Solaris 1 (SunOS) /etc/fstab Solaris 2 /etc/vfstab
HPUX /etc/checklist or /etc/fstab
AIX /etc/filesystems
IRIX /etc/fstab
ULTRIX /etc/fstab
OSF1 /etc/fstab
GNU/Linux /etc/fstab
These files also have different syntax on different machines, which can be found in the manual pages. The syntax of the command is
mount filesystem directory type (options)
There are two main types of filesystem – a disk filesystem (called ufs, hfs etc.) (which means a physical disk) and the NFS network filesystem. If we mount a 4.2 filesystem it means that it is, by definition, a local disk on our system and is described by some logical device name like /dev/something. If we mount an NFS filesystem, we must specify the name of the filesystem and the name of the host to which the physical disk is attached.
Here are some examples, using the SunOS filesystem list above:
mount -a # mount all in fstab
mount -at nfs # mount all in fstab which are type nfs mount -at 4.2 # mount all in fstab which are type 4.2
mount /var/spool/mail # mount only this fs with options given in fstab (The -t option does not work on all Unix implementations.) Of course, we can type the commands manually too, if there is no entry in the filesystem table. For exam-ple, to mount an nfs filesystem on machine ‘wigner’ called /site/wigner/local so that it appears in our filesystem at /mounted/wigner, we would write
mount wigner:/site/wigner/local /mounted/wigner
The directory /mounted/wigner must exist for this to work. If it contains files, then these files will no longer be visible when the filesystem is mounted on top of it, but they are not destroyed. Indeed, if we then unmount using
umount /mounted/wigner
(the spelling umount is correct) then the files will reappear again. Some imple-mentations of NFS allow filesystems to be merged at the same mount point, so that the user sees a mixture of all the filesystems mounted at the same point.

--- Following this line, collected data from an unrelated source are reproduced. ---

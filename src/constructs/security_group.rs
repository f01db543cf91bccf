//! Security groups: stateful allow-lists.
//!
//! Address-relative rules are inlined on the group. Group-relative rules
//! become standalone ingress resources whose source is the peer group's
//! `GroupId`, so a group may reference one declared after it.

use super::{cfn, get_att, ref_, Scope};
use crate::core::types::{IngressRule, Peer, SecurityGroupSpec};
use crate::error::{Error, Result};
use indexmap::IndexMap;
use serde_json::{json, Value};

fn allow_all_egress() -> Value {
    json!({
        "CidrIp": "0.0.0.0/0",
        "Description": "Allow all outbound traffic by default",
        "IpProtocol": "-1",
    })
}

/// Matches no traffic; stands in for "no egress" since an empty egress
/// list means allow-all to the provider.
fn deny_all_egress() -> Value {
    json!({
        "CidrIp": "255.255.255.255/32",
        "Description": "Disallow all traffic",
        "FromPort": 252,
        "IpProtocol": "icmp",
        "ToPort": 86,
    })
}

fn rule_description(rule: &IngressRule) -> String {
    rule.description
        .clone()
        .unwrap_or_else(|| format!("from {}:{}", rule.peer, rule.port))
}

/// Expand every security group. Returns construct id -> logical id.
pub fn build_all(
    scope: &mut Scope,
    groups: &IndexMap<String, SecurityGroupSpec>,
    vpc_id: &str,
) -> Result<IndexMap<String, String>> {
    let mut ids = IndexMap::new();

    for (id, spec) in groups {
        let description = spec
            .description
            .clone()
            .unwrap_or_else(|| format!("{}/{}", scope.stack_name(), id));

        let ingress: Vec<Value> = spec
            .ingress
            .iter()
            .filter_map(|rule| {
                rule.peer.cidr_ip().map(|cidr| {
                    json!({
                        "CidrIp": cidr,
                        "Description": rule_description(rule),
                        "FromPort": rule.port,
                        "IpProtocol": rule.protocol.as_str(),
                        "ToPort": rule.port,
                    })
                })
            })
            .collect();

        let egress = if spec.allow_all_outbound {
            allow_all_egress()
        } else {
            deny_all_egress()
        };

        let mut props = json!({
            "GroupDescription": description,
            "SecurityGroupEgress": [egress],
            "VpcId": ref_(vpc_id),
        });
        if !ingress.is_empty() {
            props["SecurityGroupIngress"] = Value::Array(ingress);
        }

        let logical = scope.add(&[id.as_str(), "Resource"], cfn::SECURITY_GROUP, props);
        ids.insert(id.clone(), logical);
    }

    for (id, spec) in groups {
        let group_logical = &ids[id];
        for rule in &spec.ingress {
            let Peer::SecurityGroup(peer) = &rule.peer else {
                continue;
            };
            let peer_logical = ids.get(peer).ok_or_else(|| {
                Error::Synth(format!(
                    "security group '{}' references unknown security group '{}'",
                    id, peer
                ))
            })?;
            let rule_id = format!("from {}:{}", peer, rule.port);
            scope.add(
                &[id.as_str(), rule_id.as_str()],
                cfn::SECURITY_GROUP_INGRESS,
                json!({
                    "Description": rule_description(rule),
                    "FromPort": rule.port,
                    "GroupId": get_att(group_logical, "GroupId"),
                    "IpProtocol": rule.protocol.as_str(),
                    "SourceSecurityGroupId": get_att(peer_logical, "GroupId"),
                    "ToPort": rule.port,
                }),
            );
        }
    }

    tracing::debug!(groups = ids.len(), "security groups expanded");
    Ok(ids)
}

4.5.2 Disk partition device names
The convention for naming disk devices in BSD and system 5 Unix differs. Let us take SCSI disks as an example. Under BSD, the SCSI disks have names according to the following scheme:
/dev/sd0a First partition of disk 0 of the standard disk controller. This is normally the root file system /.

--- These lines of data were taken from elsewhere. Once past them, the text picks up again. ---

//! YAML parsing and validation.
//!
//! Parses stack.yaml and validates structural constraints:
//! - Version must be "1.0", stack name must be a valid stack name
//! - Subnet layout must fit the network's address space
//! - Security group, role, and subnet references must exist
//! - Compute lands in public subnets, databases in isolated ones
//! - Under `policy.strict`, audit warnings are errors too

use super::audit::{self, Severity};
use super::cidr::Ipv4Cidr;
use super::resolver;
use super::types::*;
use crate::constructs::network;
use crate::error::{Error, Result};
use regex::Regex;
use std::collections::HashSet;
use std::path::Path;
use std::sync::LazyLock;

static STACK_NAME: LazyLock<Regex> =
    LazyLock::new(|| Regex::new(r"^[A-Za-z][A-Za-z0-9-]{0,127}$").expect("static regex"));
static CONSTRUCT_ID: LazyLock<Regex> =
    LazyLock::new(|| Regex::new(r"^[A-Za-z][A-Za-z0-9_-]*$").expect("static regex"));
static IMAGE_ID: LazyLock<Regex> =
    LazyLock::new(|| Regex::new(r"^ami-[0-9a-f]{8,17}$").expect("static regex"));

const MIN_STORAGE_GIB: u32 = 20;
const MAX_STORAGE_GIB: u32 = 65536;
const MIN_NETWORK_PREFIX: u8 = 16;
const MAX_SUBNET_PREFIX: u8 = 28;

/// Validation error.
#[derive(Debug, Clone, PartialEq, Eq)]
pub struct ValidationError {
    pub message: String,
}

impl std::fmt::Display for ValidationError {
    fn fmt(&self, f: &mut std::fmt::Formatter<'_>) -> std::fmt::Result {
        write!(f, "{}", self.message)
    }
}

/// Parse a stack.yaml file from disk.
pub fn parse_config_file(path: &Path) -> Result<StackConfig> {
    let content = std::fs::read_to_string(path).map_err(|e| Error::io(path, e))?;
    parse_config(&content)
}

/// Parse a stack.yaml from a string.
pub fn parse_config(yaml: &str) -> Result<StackConfig> {
    serde_yaml_ng::from_str(yaml).map_err(|e| Error::Parse(e.to_string()))
}

/// Parse and resolve templates, then fail with every validation error at once.
pub fn parse_and_validate(path: &Path) -> Result<StackConfig> {
    let config = resolver::resolve_config(&parse_config_file(path)?)?;
    let errors = validate_config(&config);
    if errors.is_empty() {
        Ok(config)
    } else {
        Err(Error::Validation(errors))
    }
}

/// Validate a parsed config. Returns a list of errors (empty = valid).
pub fn validate_config(config: &StackConfig) -> Vec<ValidationError> {
    let mut errors = Vec::new();
    let mut err = |message: String| errors.push(ValidationError { message });

    if config.version != "1.0" {
        err(format!("version must be \"1.0\", got \"{}\"", config.version));
    }
    if config.name.is_empty() {
        err("name must not be empty".to_string());
    } else if !STACK_NAME.is_match(&config.name) {
        err(format!(
            "name '{}' must start with a letter and contain only letters, digits and '-'",
            config.name
        ));
    }

    validate_ids(config, &mut err);
    validate_network(&config.network, &mut err);
    validate_security_groups(config, &mut err);
    validate_roles(config, &mut err);
    validate_instances(config, &mut err);
    validate_databases(config, &mut err);

    if config.policy.strict {
        for finding in audit::audit(config) {
            if finding.severity == Severity::Warning {
                err(format!("strict policy: {}", finding));
            }
        }
    }

    errors
}

fn validate_ids(config: &StackConfig, err: &mut impl FnMut(String)) {
    let ids = std::iter::once(config.network.id.as_str())
        .chain(config.security_groups.keys().map(String::as_str))
        .chain(config.roles.keys().map(String::as_str))
        .chain(config.instances.keys().map(String::as_str))
        .chain(config.databases.keys().map(String::as_str));

    let mut seen = HashSet::new();
    for id in ids {
        if !CONSTRUCT_ID.is_match(id) {
            err(format!(
                "construct id '{}' must start with a letter and contain only letters, digits, '_' and '-'",
                id
            ));
        }
        if !seen.insert(id) {
            err(format!("construct id '{}' is declared more than once", id));
        }
    }
}

fn validate_network(net: &NetworkSpec, err: &mut impl FnMut(String)) {
    let cidr = match net.cidr.parse::<Ipv4Cidr>() {
        Ok(c) => Some(c),
        Err(e) => {
            err(format!("network '{}': invalid cidr: {}", net.id, e));
            None
        }
    };
    if let Some(c) = cidr {
        if !(MIN_NETWORK_PREFIX..=MAX_SUBNET_PREFIX).contains(&c.prefix()) {
            err(format!(
                "network '{}': cidr prefix /{} must be between /{} and /{}",
                net.id,
                c.prefix(),
                MIN_NETWORK_PREFIX,
                MAX_SUBNET_PREFIX
            ));
        }
    }

    if net.max_azs == 0 {
        err(format!("network '{}': max_azs must be at least 1", net.id));
    }
    if net.subnets.is_empty() {
        err(format!("network '{}' declares no subnet groups", net.id));
    }

    let mut names = HashSet::new();
    let mut masks_ok = true;
    for group in &net.subnets {
        if group.name.is_empty() {
            err(format!("network '{}': subnet group name must not be empty", net.id));
        } else if !names.insert(group.name.as_str()) {
            err(format!(
                "network '{}': subnet group '{}' is declared more than once",
                net.id, group.name
            ));
        }
        let lower = cidr.map_or(MIN_NETWORK_PREFIX, |c| c.prefix().max(MIN_NETWORK_PREFIX));
        if !(lower..=MAX_SUBNET_PREFIX).contains(&group.cidr_mask) {
            masks_ok = false;
            err(format!(
                "network '{}': subnet group '{}' cidr_mask /{} must be between /{} and /{}",
                net.id, group.name, group.cidr_mask, lower, MAX_SUBNET_PREFIX
            ));
        }
    }

    // Only meaningful once every individual mask is sane.
    if cidr.is_some() && masks_ok && net.max_azs > 0 {
        if let Err(e) = network::allocate_subnets(net) {
            err(format!("network '{}': {}", net.id, e));
        }
    }
}

fn has_subnet_type(net: &NetworkSpec, t: SubnetType) -> bool {
    net.subnets.iter().any(|g| g.subnet_type == t)
}

fn validate_security_groups(config: &StackConfig, err: &mut impl FnMut(String)) {
    for (id, sg) in &config.security_groups {
        for rule in &sg.ingress {
            if rule.port == 0 {
                err(format!("security group '{}': ingress port must not be 0", id));
            }
            if let Peer::SecurityGroup(peer) = &rule.peer {
                if peer == id {
                    err(format!(
                        "security group '{}': ingress peer references itself",
                        id
                    ));
                } else if !config.security_groups.contains_key(peer) {
                    err(format!(
                        "security group '{}': ingress peer references unknown security group '{}'",
                        id, peer
                    ));
                }
            }
        }
    }
}

fn validate_roles(config: &StackConfig, err: &mut impl FnMut(String)) {
    for (id, role) in &config.roles {
        if role.assumed_by.trim().is_empty() {
            err(format!("role '{}' has no service principal (assumed_by)", id));
        }
        if role.managed_policies.is_empty() {
            err(format!("role '{}' has no managed policies", id));
        }
        if role.managed_policies.iter().any(|p| p.trim().is_empty()) {
            err(format!("role '{}' has an empty managed policy name", id));
        }
    }
}

fn validate_instances(config: &StackConfig, err: &mut impl FnMut(String)) {
    for (id, inst) in &config.instances {
        if !config.security_groups.contains_key(&inst.security_group) {
            err(format!(
                "instance '{}' references unknown security group '{}'",
                id, inst.security_group
            ));
        }
        if !config.roles.contains_key(&inst.role) {
            err(format!("instance '{}' references unknown role '{}'", id, inst.role));
        }
        if inst.subnet_type != SubnetType::Public {
            err(format!(
                "instance '{}' must be placed in a public subnet, got {}",
                id, inst.subnet_type
            ));
        } else if !has_subnet_type(&config.network, SubnetType::Public) {
            err(format!(
                "instance '{}' needs a public subnet group in network '{}'",
                id, config.network.id
            ));
        }

        if inst.machine_image.is_empty() {
            err(format!("instance '{}' has no machine image", id));
        }
        for (region, image) in &inst.machine_image {
            if !IMAGE_ID.is_match(image) {
                err(format!(
                    "instance '{}': '{}' is not a valid image id for region {}",
                    id, image, region
                ));
            }
        }
        if let Some(region) = &config.env.region {
            if !inst.machine_image.is_empty() && !inst.machine_image.contains_key(region) {
                err(format!(
                    "instance '{}': no machine image for region '{}' (image not found)",
                    id, region
                ));
            }
        }
    }
}

fn validate_databases(config: &StackConfig, err: &mut impl FnMut(String)) {
    for (id, db) in &config.databases {
        let supported = db.engine.supported_versions();
        if !supported.contains(&db.engine_version.as_str()) {
            err(format!(
                "database '{}': {} version '{}' is not supported (expected one of: {})",
                id,
                db.engine.as_str(),
                db.engine_version,
                supported.join(", ")
            ));
        }
        if db.subnet_type != SubnetType::PrivateIsolated {
            err(format!(
                "database '{}' must be placed in a private_isolated subnet, got {}",
                id, db.subnet_type
            ));
        } else if !has_subnet_type(&config.network, SubnetType::PrivateIsolated) {
            err(format!(
                "database '{}' needs a private_isolated subnet group in network '{}'",
                id, config.network.id
            ));
        }
        if config.network.max_azs < 2 {
            err(format!(
                "database '{}' needs subnets in at least 2 availability zones, network has {}",
                id, config.network.max_azs
            ));
        }
        if !(MIN_STORAGE_GIB..=MAX_STORAGE_GIB).contains(&db.allocated_storage) {
            err(format!(
                "database '{}': allocated_storage {} GiB must be between {} and {}",
                id, db.allocated_storage, MIN_STORAGE_GIB, MAX_STORAGE_GIB
            ));
        }
        if db.security_groups.is_empty() {
            err(format!("database '{}' has no security groups", id));
        }
        for sg in &db.security_groups {
            if !config.security_groups.contains_key(sg) {
                err(format!(
                    "database '{}' references unknown security group '{}'",
                    id, sg
                ));
            }
        }
        if db.credentials.username.trim().is_empty() {
            err(format!("database '{}' has an empty master username", id));
        }
    }
}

/dev/sd0b Second partition of disk 0 on the standard disk controller. This is normally used for the swap area.
/dev/sd1c Third partition of disk 1 on the standard disk controller. This partition is usually reserved to span the entire disk, as a reminder of how large the disk is.
System 5 Unix employs a more complex, but also more general naming scheme.
Here is an example from Solaris 2:
/dev/dsk/c0t3d0s0 Disk controller 0, target (disk) 3, device 0, segment (partition) 0 /dev/dsk/c1t1d0s4 Disk controller 1, target (disk) 1,
device 0, segment (partition) 4
Not all systems distinguish between target and device. On many systems you will find only t or d but not both.